Segment Open

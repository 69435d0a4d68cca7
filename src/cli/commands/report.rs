//! Report output shared by commands that can write one

use std::path::{Path, PathBuf};
use std::str::FromStr;
use tuition_pathways::config::Config;
use tuition_pathways::core::report::{ReportFormat, ReportGenerator};
use tuition_pathways::{error, info};

/// Render `report` and write it to `output_file`, or to
/// `<reports_dir>/<stem>_report.<ext>` when no path is given.
///
/// Returns the path written.
pub fn write(
    report: &dyn ReportGenerator,
    format_str: &str,
    output_file: Option<&Path>,
    stem: &str,
    config: &Config,
) -> Result<PathBuf, String> {
    let format = ReportFormat::from_str(format_str)
        .map_err(|e| format!("✗ {e}. Use: markdown or html"))?;

    let output_path = output_file.map_or_else(
        || {
            PathBuf::from(&config.paths.reports_dir)
                .join(format!("{stem}_report.{}", format.extension()))
        },
        Path::to_path_buf,
    );

    report.generate(format, &output_path).map_err(|e| {
        error!("Report generation failed for {}: {e}", output_path.display());
        format!("✗ Failed to generate {format} report: {e}")
    })?;

    info!("Report exported to: {}", output_path.display());
    Ok(output_path)
}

Segment Closed

■ What is expected:
Beginning at the line that holds "-> Result<PathBuf, String>", reproduce the lines exactly up to and including the final line of the entries.

■ Output of the task:
) -> Result<PathBuf, String> {
    let format = ReportFormat::from_str(format_str)
        .map_err(|e| format!("✗ {e}. Use: markdown or html"))?;

    let output_path = output_file.map_or_else(
        || {
            PathBuf::from(&config.paths.reports_dir)
                .join(format!("{stem}_report.{}", format.extension()))
        },
        Path::to_path_buf,
    );

    report.generate(format, &output_path).map_err(|e| {
        error!("Report generation failed for {}: {e}", output_path.display());
        format!("✗ Failed to generate {format} report: {e}")
    })?;

    info!("Report exported to: {}", output_path.display());
    Ok(output_path)
}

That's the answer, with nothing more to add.